== Segment start ==

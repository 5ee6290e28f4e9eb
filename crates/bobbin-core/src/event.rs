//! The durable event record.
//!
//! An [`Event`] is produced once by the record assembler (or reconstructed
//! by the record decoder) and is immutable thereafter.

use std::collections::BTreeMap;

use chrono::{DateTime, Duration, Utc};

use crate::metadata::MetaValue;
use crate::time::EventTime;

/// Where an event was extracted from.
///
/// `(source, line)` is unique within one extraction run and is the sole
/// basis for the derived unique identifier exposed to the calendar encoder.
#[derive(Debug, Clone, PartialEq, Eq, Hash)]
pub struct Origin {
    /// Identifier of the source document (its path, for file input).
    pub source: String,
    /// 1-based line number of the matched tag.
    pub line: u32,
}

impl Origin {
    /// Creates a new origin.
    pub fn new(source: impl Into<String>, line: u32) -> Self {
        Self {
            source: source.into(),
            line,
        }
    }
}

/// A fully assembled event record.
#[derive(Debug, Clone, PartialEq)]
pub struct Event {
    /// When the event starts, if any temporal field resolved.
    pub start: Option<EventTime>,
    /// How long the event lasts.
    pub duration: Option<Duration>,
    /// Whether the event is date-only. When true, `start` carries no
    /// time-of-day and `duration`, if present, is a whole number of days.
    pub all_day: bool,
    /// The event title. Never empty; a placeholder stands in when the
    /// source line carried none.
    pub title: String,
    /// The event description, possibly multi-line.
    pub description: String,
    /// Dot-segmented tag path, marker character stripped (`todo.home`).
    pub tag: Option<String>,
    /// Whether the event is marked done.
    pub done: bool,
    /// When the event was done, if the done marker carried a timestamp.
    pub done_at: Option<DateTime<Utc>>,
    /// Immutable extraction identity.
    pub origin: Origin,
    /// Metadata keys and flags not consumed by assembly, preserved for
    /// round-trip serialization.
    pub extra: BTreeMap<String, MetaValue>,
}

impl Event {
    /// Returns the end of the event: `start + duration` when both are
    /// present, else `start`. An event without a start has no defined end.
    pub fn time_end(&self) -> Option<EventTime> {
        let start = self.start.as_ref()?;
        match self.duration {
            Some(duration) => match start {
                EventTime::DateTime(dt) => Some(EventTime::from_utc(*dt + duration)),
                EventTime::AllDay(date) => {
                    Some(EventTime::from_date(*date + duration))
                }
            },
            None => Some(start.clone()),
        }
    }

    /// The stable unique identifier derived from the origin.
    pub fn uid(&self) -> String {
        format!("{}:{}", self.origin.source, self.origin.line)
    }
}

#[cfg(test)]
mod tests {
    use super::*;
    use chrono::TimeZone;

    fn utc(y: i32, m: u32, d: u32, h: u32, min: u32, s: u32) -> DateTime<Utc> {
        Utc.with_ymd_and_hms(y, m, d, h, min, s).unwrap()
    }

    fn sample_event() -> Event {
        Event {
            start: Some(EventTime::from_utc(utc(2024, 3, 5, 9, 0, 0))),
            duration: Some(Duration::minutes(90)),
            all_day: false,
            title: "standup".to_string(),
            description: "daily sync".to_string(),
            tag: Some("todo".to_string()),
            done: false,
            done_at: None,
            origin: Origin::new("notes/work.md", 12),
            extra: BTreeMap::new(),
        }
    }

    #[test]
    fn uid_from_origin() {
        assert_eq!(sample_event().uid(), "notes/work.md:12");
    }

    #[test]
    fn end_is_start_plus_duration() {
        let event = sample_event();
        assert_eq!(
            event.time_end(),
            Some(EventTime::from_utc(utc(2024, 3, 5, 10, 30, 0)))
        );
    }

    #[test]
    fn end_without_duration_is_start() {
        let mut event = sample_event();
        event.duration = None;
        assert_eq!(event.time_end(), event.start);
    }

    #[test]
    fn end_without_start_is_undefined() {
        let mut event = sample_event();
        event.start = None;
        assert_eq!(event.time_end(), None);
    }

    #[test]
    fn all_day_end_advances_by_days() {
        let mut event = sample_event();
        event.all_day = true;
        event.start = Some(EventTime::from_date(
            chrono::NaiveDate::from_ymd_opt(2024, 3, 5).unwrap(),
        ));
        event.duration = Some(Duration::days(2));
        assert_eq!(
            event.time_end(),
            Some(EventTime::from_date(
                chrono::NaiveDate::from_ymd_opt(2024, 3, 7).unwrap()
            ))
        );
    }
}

== Segment end ==
== Segment start ==

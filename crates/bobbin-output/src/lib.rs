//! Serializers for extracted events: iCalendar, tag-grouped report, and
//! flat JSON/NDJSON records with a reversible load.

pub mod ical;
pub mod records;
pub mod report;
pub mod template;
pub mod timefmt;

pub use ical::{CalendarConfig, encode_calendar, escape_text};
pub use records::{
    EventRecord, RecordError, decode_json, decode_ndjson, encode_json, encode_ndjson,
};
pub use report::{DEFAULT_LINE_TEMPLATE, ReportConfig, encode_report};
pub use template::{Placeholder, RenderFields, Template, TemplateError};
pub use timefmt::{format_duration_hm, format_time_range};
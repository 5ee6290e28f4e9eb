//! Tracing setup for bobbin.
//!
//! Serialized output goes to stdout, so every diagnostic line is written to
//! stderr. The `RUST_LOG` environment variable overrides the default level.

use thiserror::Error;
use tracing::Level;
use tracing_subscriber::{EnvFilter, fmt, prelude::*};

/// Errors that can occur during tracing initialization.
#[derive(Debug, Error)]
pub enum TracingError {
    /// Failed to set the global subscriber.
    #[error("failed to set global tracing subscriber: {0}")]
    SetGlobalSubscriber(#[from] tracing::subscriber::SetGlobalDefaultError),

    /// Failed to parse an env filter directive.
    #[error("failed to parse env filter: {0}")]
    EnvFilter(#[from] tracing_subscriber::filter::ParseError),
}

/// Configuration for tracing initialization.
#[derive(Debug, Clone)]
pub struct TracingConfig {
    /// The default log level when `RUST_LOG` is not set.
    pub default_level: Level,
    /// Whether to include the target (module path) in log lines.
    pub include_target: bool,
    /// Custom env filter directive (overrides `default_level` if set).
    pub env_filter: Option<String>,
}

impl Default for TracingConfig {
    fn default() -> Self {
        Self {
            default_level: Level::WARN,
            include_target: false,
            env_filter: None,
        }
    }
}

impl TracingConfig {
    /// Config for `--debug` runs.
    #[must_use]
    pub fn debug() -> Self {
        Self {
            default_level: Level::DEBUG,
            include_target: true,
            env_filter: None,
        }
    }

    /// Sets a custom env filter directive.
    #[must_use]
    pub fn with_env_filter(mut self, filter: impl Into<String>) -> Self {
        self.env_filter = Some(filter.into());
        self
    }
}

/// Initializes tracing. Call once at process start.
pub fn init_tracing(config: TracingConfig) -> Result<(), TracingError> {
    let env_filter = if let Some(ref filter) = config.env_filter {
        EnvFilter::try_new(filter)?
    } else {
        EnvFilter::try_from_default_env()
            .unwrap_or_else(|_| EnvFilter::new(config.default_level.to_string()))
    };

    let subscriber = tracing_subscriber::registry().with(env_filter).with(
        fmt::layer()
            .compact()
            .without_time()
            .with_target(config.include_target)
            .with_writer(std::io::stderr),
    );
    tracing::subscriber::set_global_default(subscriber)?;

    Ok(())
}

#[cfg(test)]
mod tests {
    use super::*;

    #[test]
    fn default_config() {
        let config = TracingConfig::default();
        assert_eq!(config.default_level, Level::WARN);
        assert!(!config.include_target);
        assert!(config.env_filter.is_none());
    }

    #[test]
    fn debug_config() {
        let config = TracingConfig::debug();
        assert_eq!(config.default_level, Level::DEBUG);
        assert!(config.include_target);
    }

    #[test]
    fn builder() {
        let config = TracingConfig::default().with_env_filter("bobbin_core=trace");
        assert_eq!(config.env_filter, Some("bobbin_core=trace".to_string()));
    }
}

== Segment end ==
== Segment start ==

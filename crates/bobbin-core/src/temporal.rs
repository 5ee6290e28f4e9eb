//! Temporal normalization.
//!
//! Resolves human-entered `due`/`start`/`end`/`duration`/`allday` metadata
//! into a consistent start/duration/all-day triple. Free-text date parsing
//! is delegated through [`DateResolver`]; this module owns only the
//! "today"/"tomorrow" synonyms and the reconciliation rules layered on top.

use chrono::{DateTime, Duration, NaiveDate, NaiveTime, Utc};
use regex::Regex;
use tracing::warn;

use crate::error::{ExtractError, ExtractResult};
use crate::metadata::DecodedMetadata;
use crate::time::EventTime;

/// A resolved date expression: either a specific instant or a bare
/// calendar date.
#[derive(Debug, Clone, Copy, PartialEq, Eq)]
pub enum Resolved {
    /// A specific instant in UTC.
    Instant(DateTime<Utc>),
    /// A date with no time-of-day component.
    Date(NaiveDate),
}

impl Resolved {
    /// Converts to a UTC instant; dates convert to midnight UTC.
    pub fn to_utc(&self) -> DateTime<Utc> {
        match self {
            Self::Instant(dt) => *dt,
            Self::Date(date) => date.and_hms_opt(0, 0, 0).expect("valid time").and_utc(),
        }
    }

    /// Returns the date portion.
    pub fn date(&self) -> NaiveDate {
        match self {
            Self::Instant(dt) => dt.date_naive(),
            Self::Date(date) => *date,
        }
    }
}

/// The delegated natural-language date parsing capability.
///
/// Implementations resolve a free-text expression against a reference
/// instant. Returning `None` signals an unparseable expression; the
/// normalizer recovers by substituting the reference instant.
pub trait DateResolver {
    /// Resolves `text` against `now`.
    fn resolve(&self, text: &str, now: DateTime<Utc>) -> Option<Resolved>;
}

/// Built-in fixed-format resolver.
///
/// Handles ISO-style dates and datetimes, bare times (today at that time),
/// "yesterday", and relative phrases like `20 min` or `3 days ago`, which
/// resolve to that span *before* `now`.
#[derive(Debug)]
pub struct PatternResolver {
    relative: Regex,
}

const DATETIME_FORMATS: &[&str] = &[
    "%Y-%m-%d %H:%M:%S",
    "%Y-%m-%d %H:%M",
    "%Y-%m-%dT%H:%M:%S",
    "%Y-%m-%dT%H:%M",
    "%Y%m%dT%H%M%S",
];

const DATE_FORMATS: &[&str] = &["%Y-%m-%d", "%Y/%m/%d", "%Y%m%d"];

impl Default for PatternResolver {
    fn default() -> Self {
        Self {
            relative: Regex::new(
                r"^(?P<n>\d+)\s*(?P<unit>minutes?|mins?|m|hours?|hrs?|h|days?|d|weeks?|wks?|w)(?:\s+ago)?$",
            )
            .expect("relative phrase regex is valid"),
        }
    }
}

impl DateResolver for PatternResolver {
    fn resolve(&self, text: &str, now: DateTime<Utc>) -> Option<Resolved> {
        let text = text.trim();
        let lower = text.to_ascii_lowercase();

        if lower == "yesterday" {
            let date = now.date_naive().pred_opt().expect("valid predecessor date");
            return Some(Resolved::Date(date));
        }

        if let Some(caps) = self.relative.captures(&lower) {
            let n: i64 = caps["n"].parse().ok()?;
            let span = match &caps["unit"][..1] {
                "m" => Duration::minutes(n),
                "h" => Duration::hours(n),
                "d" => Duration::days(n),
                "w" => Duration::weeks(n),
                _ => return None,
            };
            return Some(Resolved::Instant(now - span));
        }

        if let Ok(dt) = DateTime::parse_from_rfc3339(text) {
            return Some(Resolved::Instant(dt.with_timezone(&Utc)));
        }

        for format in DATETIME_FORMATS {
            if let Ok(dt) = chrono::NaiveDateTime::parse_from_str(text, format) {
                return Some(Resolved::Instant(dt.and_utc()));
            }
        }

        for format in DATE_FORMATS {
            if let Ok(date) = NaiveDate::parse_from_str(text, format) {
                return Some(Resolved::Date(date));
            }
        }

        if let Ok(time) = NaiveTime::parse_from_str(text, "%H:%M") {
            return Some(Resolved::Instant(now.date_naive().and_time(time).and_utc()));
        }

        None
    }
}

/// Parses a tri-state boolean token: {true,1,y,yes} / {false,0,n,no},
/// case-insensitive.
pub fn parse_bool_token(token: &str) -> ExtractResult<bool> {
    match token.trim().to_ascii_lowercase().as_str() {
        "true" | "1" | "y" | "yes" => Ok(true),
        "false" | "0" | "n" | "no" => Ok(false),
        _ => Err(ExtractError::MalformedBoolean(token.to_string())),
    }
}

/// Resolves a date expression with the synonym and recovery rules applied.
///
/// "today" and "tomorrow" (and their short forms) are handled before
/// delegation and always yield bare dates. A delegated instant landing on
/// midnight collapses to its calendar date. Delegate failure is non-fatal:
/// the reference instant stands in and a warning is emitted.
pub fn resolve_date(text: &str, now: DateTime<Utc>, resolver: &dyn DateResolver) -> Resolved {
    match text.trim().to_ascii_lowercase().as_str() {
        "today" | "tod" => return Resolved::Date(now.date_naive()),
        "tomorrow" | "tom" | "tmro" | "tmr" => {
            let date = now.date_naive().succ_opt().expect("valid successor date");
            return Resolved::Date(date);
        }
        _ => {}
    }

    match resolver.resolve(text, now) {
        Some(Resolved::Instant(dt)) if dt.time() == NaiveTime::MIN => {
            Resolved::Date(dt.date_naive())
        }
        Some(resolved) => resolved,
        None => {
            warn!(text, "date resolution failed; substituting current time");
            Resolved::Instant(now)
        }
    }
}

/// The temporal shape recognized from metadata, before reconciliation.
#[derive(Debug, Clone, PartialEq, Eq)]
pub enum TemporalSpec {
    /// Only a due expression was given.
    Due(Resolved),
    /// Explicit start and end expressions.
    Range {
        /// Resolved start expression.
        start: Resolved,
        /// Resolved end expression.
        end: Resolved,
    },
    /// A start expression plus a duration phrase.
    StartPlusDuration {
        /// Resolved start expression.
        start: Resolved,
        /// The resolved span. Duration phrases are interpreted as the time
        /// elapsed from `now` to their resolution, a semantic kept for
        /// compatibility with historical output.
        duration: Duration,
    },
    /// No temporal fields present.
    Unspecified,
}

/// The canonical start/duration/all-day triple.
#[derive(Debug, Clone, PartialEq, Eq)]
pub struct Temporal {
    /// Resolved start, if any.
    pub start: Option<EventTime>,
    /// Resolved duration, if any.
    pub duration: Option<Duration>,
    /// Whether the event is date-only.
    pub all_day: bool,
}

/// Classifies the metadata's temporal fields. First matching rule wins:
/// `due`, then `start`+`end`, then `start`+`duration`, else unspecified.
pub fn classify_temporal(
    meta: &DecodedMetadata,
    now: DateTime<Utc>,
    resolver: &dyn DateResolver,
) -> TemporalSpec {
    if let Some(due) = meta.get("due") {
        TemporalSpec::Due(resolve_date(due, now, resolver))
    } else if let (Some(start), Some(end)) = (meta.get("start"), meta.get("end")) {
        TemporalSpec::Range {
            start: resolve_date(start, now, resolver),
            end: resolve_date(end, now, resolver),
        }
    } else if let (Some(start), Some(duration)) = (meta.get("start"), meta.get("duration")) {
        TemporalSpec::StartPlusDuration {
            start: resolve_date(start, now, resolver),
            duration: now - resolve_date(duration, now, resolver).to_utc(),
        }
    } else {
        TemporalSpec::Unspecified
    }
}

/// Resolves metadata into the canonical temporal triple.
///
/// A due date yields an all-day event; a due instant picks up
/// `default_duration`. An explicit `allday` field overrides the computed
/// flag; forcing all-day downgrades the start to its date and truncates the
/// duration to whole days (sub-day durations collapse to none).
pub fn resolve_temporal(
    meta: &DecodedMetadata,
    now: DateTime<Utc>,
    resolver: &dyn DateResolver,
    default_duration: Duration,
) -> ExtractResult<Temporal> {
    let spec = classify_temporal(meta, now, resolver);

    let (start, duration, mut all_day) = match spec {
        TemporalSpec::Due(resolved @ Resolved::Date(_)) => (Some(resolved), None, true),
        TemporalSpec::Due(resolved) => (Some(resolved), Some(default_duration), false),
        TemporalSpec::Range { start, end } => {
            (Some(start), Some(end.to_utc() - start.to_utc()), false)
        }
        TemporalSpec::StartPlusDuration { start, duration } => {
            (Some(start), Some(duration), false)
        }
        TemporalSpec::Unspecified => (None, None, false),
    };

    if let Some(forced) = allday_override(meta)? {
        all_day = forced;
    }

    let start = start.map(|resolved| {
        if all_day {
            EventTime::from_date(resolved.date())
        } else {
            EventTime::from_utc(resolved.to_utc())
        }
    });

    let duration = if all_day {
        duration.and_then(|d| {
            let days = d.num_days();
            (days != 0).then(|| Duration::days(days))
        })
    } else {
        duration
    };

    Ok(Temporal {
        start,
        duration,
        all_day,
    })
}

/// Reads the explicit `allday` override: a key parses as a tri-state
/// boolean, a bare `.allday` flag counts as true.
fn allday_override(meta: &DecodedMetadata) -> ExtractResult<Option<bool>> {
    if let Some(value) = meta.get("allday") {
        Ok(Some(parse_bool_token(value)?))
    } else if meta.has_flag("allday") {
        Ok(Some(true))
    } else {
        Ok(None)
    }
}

== Segment end ==

→ **What you have to do**: Only the lines above from the one with "temporal field resolved." through the one with "line carried none." should be duplicated, character for character.

→ **Finished exercise**:
    /// When the event starts, if any temporal field resolved.
    pub start: Option<EventTime>,
    /// How long the event lasts.
    pub duration: Option<Duration>,
    /// Whether the event is date-only. When true, `start` carries no
    /// time-of-day and `duration`, if present, is a whole number of days.
    pub all_day: bool,
    /// The event title. Never empty; a placeholder stands in when the
    /// source line carried none.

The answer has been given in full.